The Guantanamo Uighurs


The Uighur people are a Turkic ethnic group that predominantly lives in the Xinjiang region of China. Most Uighurs are Muslim. Many Uighurs want independence from China, a country that persecutes them. Twenty two Uighur men left China and traveled to Afghanistan where they were trained at a militant Uighur separatist training camp. The village that housed the training camp was bombed by the US military as part of the Afghan War in 2001. The men fled to Pakistan where Pakistani villagers took them in. The villagers then turned them over to the US in exchange for bounties offered for Al Qaeda and Taliban members.

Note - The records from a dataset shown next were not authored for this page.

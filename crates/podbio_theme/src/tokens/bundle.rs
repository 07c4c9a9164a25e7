//! Token bundle storage

use std::collections::BTreeMap;
use std::fmt::{Display, Formatter};
use std::sync::OnceLock;

use serde::{Deserialize, Serialize};

use crate::error::{Result, ThemeError};
use crate::theme_data::ThemeData;
use crate::tokens::reference::ResolvedTokens;

/// Built-in token document, embedded at compile time
const BUILTIN_BUNDLE: &str = include_str!("builtin.toml");

/// Parsed built-in bundle, shared process-wide and never mutated
static BUILTIN: OnceLock<TokenBundle> = OnceLock::new();

/// Token layer names
#[derive(Clone, Copy, Debug, Hash, Eq, PartialEq, Ord, PartialOrd)]
pub enum Layer {
    Core,
    Semantic,
    Component,
}

impl Layer {
    /// All layers in resolution order.
    pub const ALL: [Layer; 3] = [Layer::Core, Layer::Semantic, Layer::Component];

    pub fn as_str(self) -> &'static str {
        match self {
            Self::Core => "core",
            Self::Semantic => "semantic",
            Self::Component => "component",
        }
    }

    /// Layers this layer may reference.
    pub fn may_reference(self, target: Layer) -> bool {
        match self {
            Self::Core => false,
            Self::Semantic => target == Layer::Core,
            Self::Component => true,
        }
    }
}

impl Display for Layer {
    fn fmt(&self, f: &mut Formatter<'_>) -> std::fmt::Result {
        f.write_str(self.as_str())
    }
}

/// A node in a token tree: either a group of children or a leaf value
#[derive(Clone, Debug, PartialEq, Serialize, Deserialize)]
#[serde(untagged)]
pub enum TokenNode {
    Number(f64),
    Text(String),
    Group(BTreeMap<String, TokenNode>),
}

/// A flattened leaf value
#[derive(Clone, Debug, PartialEq)]
pub enum TokenLeaf {
    Number(f64),
    Text(String),
}

impl From<TokenLeaf> for TokenNode {
    fn from(leaf: TokenLeaf) -> Self {
        match leaf {
            TokenLeaf::Number(n) => TokenNode::Number(n),
            TokenLeaf::Text(s) => TokenNode::Text(s),
        }
    }
}

/// The three-tier token bundle.
#[derive(Clone, Debug, Default, PartialEq, Serialize, Deserialize)]
#[serde(deny_unknown_fields)]
pub struct TokenBundle {
    #[serde(default)]
    pub core: BTreeMap<String, TokenNode>,
    #[serde(default)]
    pub semantic: BTreeMap<String, TokenNode>,
    #[serde(default)]
    pub component: BTreeMap<String, TokenNode>,
}

impl TokenBundle {
    /// The system default bundle.
    ///
    /// Parsed once per process from the embedded TOML document.
    pub fn builtin() -> &'static TokenBundle {
        BUILTIN.get_or_init(|| {
            Self::from_toml(BUILTIN_BUNDLE).expect("built-in token bundle is valid TOML")
        })
    }

    /// Parse a bundle from a TOML document with `[core]`, `[semantic]`, `[component]` tables.
    pub fn from_toml(src: &str) -> Result<Self> {
        toml::from_str(src).map_err(|e| ThemeError::InvalidBundle(e.to_string()))
    }

    /// Parse a bundle from a JSON document.
    pub fn from_json(src: &str) -> Result<Self> {
        serde_json::from_str(src).map_err(|e| ThemeError::InvalidBundle(e.to_string()))
    }

    pub fn layer(&self, layer: Layer) -> &BTreeMap<String, TokenNode> {
        match layer {
            Layer::Core => &self.core,
            Layer::Semantic => &self.semantic,
            Layer::Component => &self.component,
        }
    }

    fn layer_mut(&mut self, layer: Layer) -> &mut BTreeMap<String, TokenNode> {
        match layer {
            Layer::Core => &mut self.core,
            Layer::Semantic => &mut self.semantic,
            Layer::Component => &mut self.component,
        }
    }

    /// Flatten one layer into dotted paths.
    pub fn flatten(&self, layer: Layer) -> BTreeMap<String, TokenLeaf> {
        let mut out = BTreeMap::new();
        flatten_into("", self.layer(layer), &mut out);
        out
    }

    /// Insert or replace a leaf at a dotted path, creating groups as needed.
    ///
    /// A leaf standing where a group is needed is replaced by the group.
    pub fn set(&mut self, layer: Layer, path: &str, leaf: TokenLeaf) {
        let mut segments = path.split('.').peekable();
        let mut node = self.layer_mut(layer);
        while let Some(segment) = segments.next() {
            if segments.peek().is_none() {
                node.insert(segment.to_string(), leaf.into());
                return;
            }
            let child = node
                .entry(segment.to_string())
                .or_insert_with(|| TokenNode::Group(BTreeMap::new()));
            if !matches!(child, TokenNode::Group(_)) {
                *child = TokenNode::Group(BTreeMap::new());
            }
            node = match child {
                TokenNode::Group(children) => children,
                _ => unreachable!("child was just made a group"),
            };
        }
    }

    /// Count leaves across all layers.
    pub fn leaf_count(&self) -> usize {
        Layer::ALL.iter().map(|l| self.flatten(*l).len()).sum()
    }

    /// Derive a bundle with theme overrides laid over `core`.
    pub fn with_theme_data(&self, data: &ThemeData) -> TokenBundle {
        let mut bundle = self.clone();
        for (path, leaf) in data.core_overrides() {
            bundle.set(Layer::Core, &path, leaf);
        }
        bundle
    }

    /// Resolve every leaf of every layer.
    pub fn resolve(&self) -> Result<ResolvedTokens> {
        ResolvedTokens::resolve(self)
    }
}

fn flatten_into(prefix: &str, nodes: &BTreeMap<String, TokenNode>, out: &mut BTreeMap<String, TokenLeaf>) {
    for (key, node) in nodes {
        let path = if prefix.is_empty() {
            key.clone()
        } else {
            format!("{prefix}.{key}")
        };
        match node {
            TokenNode::Number(n) => {
                out.insert(path, TokenLeaf::Number(*n));
            }
            TokenNode::Text(s) => {
                out.insert(path, TokenLeaf::Text(s.clone()));
            }
            TokenNode::Group(children) => flatten_into(&path, children, out),
        }
    }
}

#[cfg(test)]
mod tests {
    use super::*;

    #[test]
    fn builtin_bundle_parses() {
        let bundle = TokenBundle::builtin();
        assert!(!bundle.core.is_empty());
        assert!(!bundle.semantic.is_empty());
        assert!(!bundle.component.is_empty());
    }

    #[test]
    fn flatten_produces_dotted_paths() {
        let bundle = TokenBundle::builtin();
        let core = bundle.flatten(Layer::Core);
        assert_eq!(
            core.get("color.base.slate-900"),
            Some(&TokenLeaf::Text("#091227".to_string()))
        );
        assert_eq!(core.get("space.scale.md"), Some(&TokenLeaf::Number(1.0)));
    }

    #[test]
    fn set_creates_and_replaces_groups() {
        let mut bundle = TokenBundle::default();
        bundle.set(Layer::Core, "color.theme.primary", TokenLeaf::Text("#123456".into()));
        bundle.set(Layer::Core, "radius", TokenLeaf::Text("4px".into()));
        bundle.set(Layer::Core, "radius.card", TokenLeaf::Text("8px".into()));

        let core = bundle.flatten(Layer::Core);
        assert_eq!(core.len(), 2);
        assert_eq!(
            core.get("color.theme.primary"),
            Some(&TokenLeaf::Text("#123456".into()))
        );
        assert_eq!(core.get("radius.card"), Some(&TokenLeaf::Text("8px".into())));
    }

    #[test]
    fn unknown_top_level_table_is_rejected() {
        let err = TokenBundle::from_toml("[brand]\nprimary = \"#fff\"").unwrap_err();
        assert!(matches!(err, ThemeError::InvalidBundle(_)));
    }

    #[test]
    fn core_layer_may_not_reference_anything() {
        assert!(!Layer::Core.may_reference(Layer::Core));
        assert!(Layer::Semantic.may_reference(Layer::Core));
        assert!(!Layer::Semantic.may_reference(Layer::Semantic));
        assert!(Layer::Component.may_reference(Layer::Component));
    }
}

By June 2002 the 22 Uighurs arrived at the US prison at Guantanamo Bay. None of them ever lifted a finger against the United States, the US government, or US forces. China demanded that they be repatriated to China. The US government did not extradite them out of concerns that they would be tortured or executed if they were returned. The question then became, where do we send them?

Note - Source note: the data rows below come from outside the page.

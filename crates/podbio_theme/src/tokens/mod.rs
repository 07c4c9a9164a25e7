//! Design tokens for theming
//!
//! Tokens live in three layers, resolved strictly in order:
//! - `core`: raw primitives (color swatches, type scale, spacing, radii, motion, elevation)
//! - `semantic`: role names aliasing into `core`
//! - `component`: per-component values aliasing into `semantic` or `core`

mod bundle;
mod format;
mod reference;

pub use bundle::{Layer, TokenBundle, TokenLeaf, TokenNode};
pub use format::{format_number, Category};
pub use reference::{is_reference_shaped, parse_reference, ResolvedTokens, TokenRef};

China pressured countries against taking the Guantanamo Uighurs. Five were sent to Albania in 2006. The Obama Administration planned to release two of the Uighurs in northern Virginia, where there is a Uighur community. Senate minority leader Mitch McConnell opposed the plan, saying, “By releasing trained terrorists into civilian communities in the United States, the administration will, by definition, endanger the American people.” In May 2009 Obama abandoned the plan. That decision made it much more unlikely that third countries would agree to take Guantanamo prisoners due to the US’s own unwillingness to do so. The decision made it significantly more difficult for Obama to close the prison as he had promised to do.

Four Uighurs were sent to Bermuda in June 2009, six were sent to Palau in October 2009, two were sent to Switzerland in March 2010, and two were sent to El Salvador in April 2012. Three Uighurs who declined to go to El Salvador remain at Guantanamo.

The Uighurs who went to Palau are running out of money but at least one Uighur in Albania seems to be doing fairly well.